10 Things I Would Say to a Female with Asperger’s Syndrome, if I were her Therapist

10 Things I Would Say to a Female with Asperger’s Syndrome, if I were her Therapist

1. I would like to offer something to you, if that is okay. I believe, at this moment, I cannot in any way understand what it is like to be you. I do not believe I know what it is like to be anyone, and I understand you carry with you a vast collection of experiences and knowledge. With that said, I want to try to understand as much as I can about your journey and perspective, so that I can be here with you, not as your teacher, or counselor, or therapist, or even friend, but as another human having a human experience. I don’t consider myself to know the answers; in fact, I believe you to have all the answers that we require to move through this process of discovery. I look forward to this journey with you.

2. I am here for you; you are dedicating your time and your attention, and I respect your commitment to be here. I recognize you have a choice of whom you see, and that you may or may not fit with my person as a whole. Please know that if there is anything about my presentation, my office, or my mannerisms, even my personhood that make you uncomfortable, I am open to you telling me this and will try my very best to be receptive to your input. Please know that any type of discomfort you feel, at any time, and at any moment, takes top priority above any discussion. I understand there may be many thoughts on your mind and that I am by no means able to alleviate all your misgivings, and I recognize this is not possible; yet, I still say this in hopes of creating a safe place for the both of us to sit together. I try in my practice to release the need of agenda, plan of action, or a blueprint we need follow. I am by no means perfect, but stating this to you helps me to remind myself that my top priority is you not my thoughts and needs. This allows the two of us to focus on what you believe is at the heart of your thoughts at all times, and keeps me from thinking I know the answers; as truthfully I know I do not.

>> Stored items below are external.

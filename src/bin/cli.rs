#[macro_use]
extern crate log;

use std::io;

use failure::Error;
use source_load_line::evaluate;
use source_load_line::input::LoadSelection;
use source_load_line::options::{CliCommand, CliOpt, Opt};
use source_load_line::render::{Renderer, ReportRenderer};
use source_load_line::session::Session;
use structopt::StructOpt;

fn main() -> Result<(), Error> {
    let opt = CliOpt::from_args();
    opt.initialize_logging()?;

    let source = opt.source()?;
    let range = opt.load_range()?;
    let mut renderers = opt.file_renderers()?;
    info!(
        "Source: U0={} V, Ri={} Ω",
        source.open_circuit_voltage(),
        source.internal_resistance()
    );

    match opt.command() {
        CliCommand::Eval {
            selection,
            detailed,
        } => {
            let load_resistance = LoadSelection::from(selection).resolve(&range)?;
            let evaluation = evaluate(&source, load_resistance, opt.samples)?;
            ReportRenderer::new(io::stdout())
                .detailed(detailed)
                .render(&evaluation)?;
            renderers.render(&evaluation)?;
        }
        CliCommand::Interactive { selection } => {
            let stdin = io::stdin();
            let mut session = Session::new(source, range, opt.samples, selection.into());
            session.run(stdin.lock(), io::stdout(), &mut renderers)?;
        }
    }
    Ok(())
}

3. If there is something of peak interest to you at the moment, perhaps an interest or a hobby, I am here to listen. I don’t mind if you need to talk the entire time we have allotted, that is what I am here for. I am here to listen above all else, to be present, and to receive you as a whole and complete person. I don’t see myself in lacking and in return I don’t see you as lacking either. I think we are both where we are meant to be and I am truly honored to be in your presence. I am not going to write notes about you, if that is okay, as I wouldn’t think I’d much like a person writing notes about me, but instead, I would like to offer you this paper to take home to write down your thoughts after our meeting; if you do not, this is perfectly fine with me, and if you do, wonderful. Feel free to ask me questions about my journey and respecting the therapist/client boundaries, I will offer out as much vulnerability as I can. I would take joy in meeting you equally in this journey, and will strive to remind myself when I become preachy or seem to think I know more than I do. I am human, but I know, beyond a doubt, that what is important in these rooms is not within me, but within you.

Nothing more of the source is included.